Ирина между тем думала: «Прогнать ее? Ударить?» – но она лежала без сил после своих рыданий.

– 'С другой стороны, -упивалась мадам Климова темой, – штатский француз хотя и хуже, чем военный, но иногда женится. Да, даже и на китаянке. Так уж вам-то можно надеяться.

Ирина бессильно думала: «Бросить бы ее на пол и топтать ногами!»

– Англичанин же сух непомерно. Обязательно заплатит, но других нежностей от него не жди. Просто не разговаривает. Американец и щедр, и весел, и любит приключения, но у них там в Штатах везде разные законы: то жениться совсем нельзя, то жениться можно, но ввезти жену в штат нельзя. Учтите хотя бы ваш собственный опыт.

От се голоса Ирина впадала как бы в забытье. Она слушала, уже не возмущаясь.

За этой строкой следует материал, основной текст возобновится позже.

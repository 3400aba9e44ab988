//! # Transports
//!
//! A [`Transport`] moves a [`Request`] to Vault and back. [`HttpTransport`] is
//! the real one; tests use [`MockTransport`](crate::mock::MockTransport).

use crate::client::{ClientError, Method, Request, Secret};
use crate::consts::PATH_DELIM;
use async_trait::async_trait;
use serde::Deserialize;
use std::time::Duration;
use url::Url;

/// Sends logical API requests.
///
/// `Ok(None)` means the server answered without a secret (HTTP 204, or a 404
/// on a read).
#[async_trait]
pub trait Transport: Send + Sync {
    async fn send(&self, request: Request) -> Result<Option<Secret>, ClientError>;
}

#[derive(Deserialize)]
struct ErrorEnvelope {
    #[serde(default)]
    errors: Vec<String>,
}

/// HTTP transport backed by a blocking `ureq` agent.
///
/// Each request runs on tokio's blocking pool so async callers are never stalled.
#[derive(Clone)]
pub struct HttpTransport {
    address: Url,
    agent: ureq::Agent,
}

impl HttpTransport {
    pub fn new(address: &str) -> Result<Self, ClientError> {
        Self::with_agent(address, ureq::AgentBuilder::new().build())
    }

    pub fn with_timeout(address: &str, timeout: Duration) -> Result<Self, ClientError> {
        Self::with_agent(address, ureq::AgentBuilder::new().timeout(timeout).build())
    }

    fn with_agent(address: &str, agent: ureq::Agent) -> Result<Self, ClientError> {
        let address =
            Url::parse(address).map_err(|e| ClientError::InvalidAddress(format!("{address}: {e}")))?;
        if address.cannot_be_a_base() {
            return Err(ClientError::InvalidAddress(address.to_string()));
        }
        Ok(Self { address, agent })
    }

    pub fn address(&self) -> &Url {
        &self.address
    }

    /// Resolves a logical path to `<address>/v1/<path>?<query>`.
    fn endpoint(&self, path: &str, query: &[(String, String)]) -> Result<Url, ClientError> {
        let mut url = self.address.clone();
        url.path_segments_mut()
            .map_err(|_| ClientError::InvalidAddress(self.address.to_string()))?
            .pop_if_empty()
            .push("v1")
            .extend(path.split(PATH_DELIM).filter(|segment| !segment.is_empty()));
        if !query.is_empty() {
            url.query_pairs_mut().extend_pairs(query);
        }
        Ok(url)
    }
}

#[async_trait]
impl Transport for HttpTransport {
    async fn send(&self, request: Request) -> Result<Option<Secret>, ClientError> {
        let url = self.endpoint(&request.path, &request.query)?;
        let agent = self.agent.clone();
        tokio::task::spawn_blocking(move || send_blocking(&agent, &url, &request))
            .await
            .map_err(|e| ClientError::Transport(e.to_string()))?
    }
}

fn send_blocking(
    agent: &ureq::Agent,
    url: &Url,
    request: &Request,
) -> Result<Option<Secret>, ClientError> {
    let mut call = agent.request(request.method.as_str(), url.as_str());
    for (name, value) in &request.headers {
        call = call.set(name, value);
    }

    let result = match &request.body {
        Some(body) => call
            .set("Content-Type", "application/json")
            .send_string(&body.to_string()),
        None => call.call(),
    };

    match result {
        Ok(response) => {
            let status = response.status();
            let body = response
                .into_string()
                .map_err(|e| ClientError::Decode(e.to_string()))?;
            decode_secret(status, &body)
        }
        Err(ureq::Error::Status(404, _)) if request.method == Method::Get => Ok(None),
        Err(ureq::Error::Status(code, response)) => Err(ClientError::Status {
            code,
            errors: parse_errors(&response.into_string().unwrap_or_default()),
        }),
        Err(ureq::Error::Transport(err)) => Err(ClientError::Transport(err.to_string())),
    }
}

fn decode_secret(status: u16, body: &str) -> Result<Option<Secret>, ClientError> {
    if status == 204 || body.trim().is_empty() {
        return Ok(None);
    }
    serde_json::from_str(body)
        .map(Some)
        .map_err(|e| ClientError::Decode(e.to_string()))
}

fn parse_errors(body: &str) -> Vec<String> {
    serde_json::from_str::<ErrorEnvelope>(body)
        .map(|envelope| envelope.errors)
        .unwrap_or_default()
}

– С немцами прямо-таки что-то случилось. Были они веселые ребята. Теперь никак не хотят русскую в подруги, подозревают, что еврейка. Что касается японцев – никогда! У них нет понимания, да и иена их – смотрите – стоит низко. Вы скажете, я забыла итальянцев. Не забыла. Красавцы и поют, но ждите от них не денег в сумочку, а скорее кинжал в бок. Китайцы? Если и встретите баснословно богатого, и окончил он и Оксфорд и Харвард – бегите от него в сторону. Он сам еще ничего, европеец лет до сорока, а там опять китаец – и уж навеки. Но до этого вам не дожить! Только отпразднуете свадьбу и поселитесь в городском доме, как, по обычаю, надо навестить почтенных родителей в далекой деревне и еще поклониться могилам предков. Многие уехали, ни одна не вернулась. Климат, говорят. Умерла. А на деле? Отравлена почтенными родителями.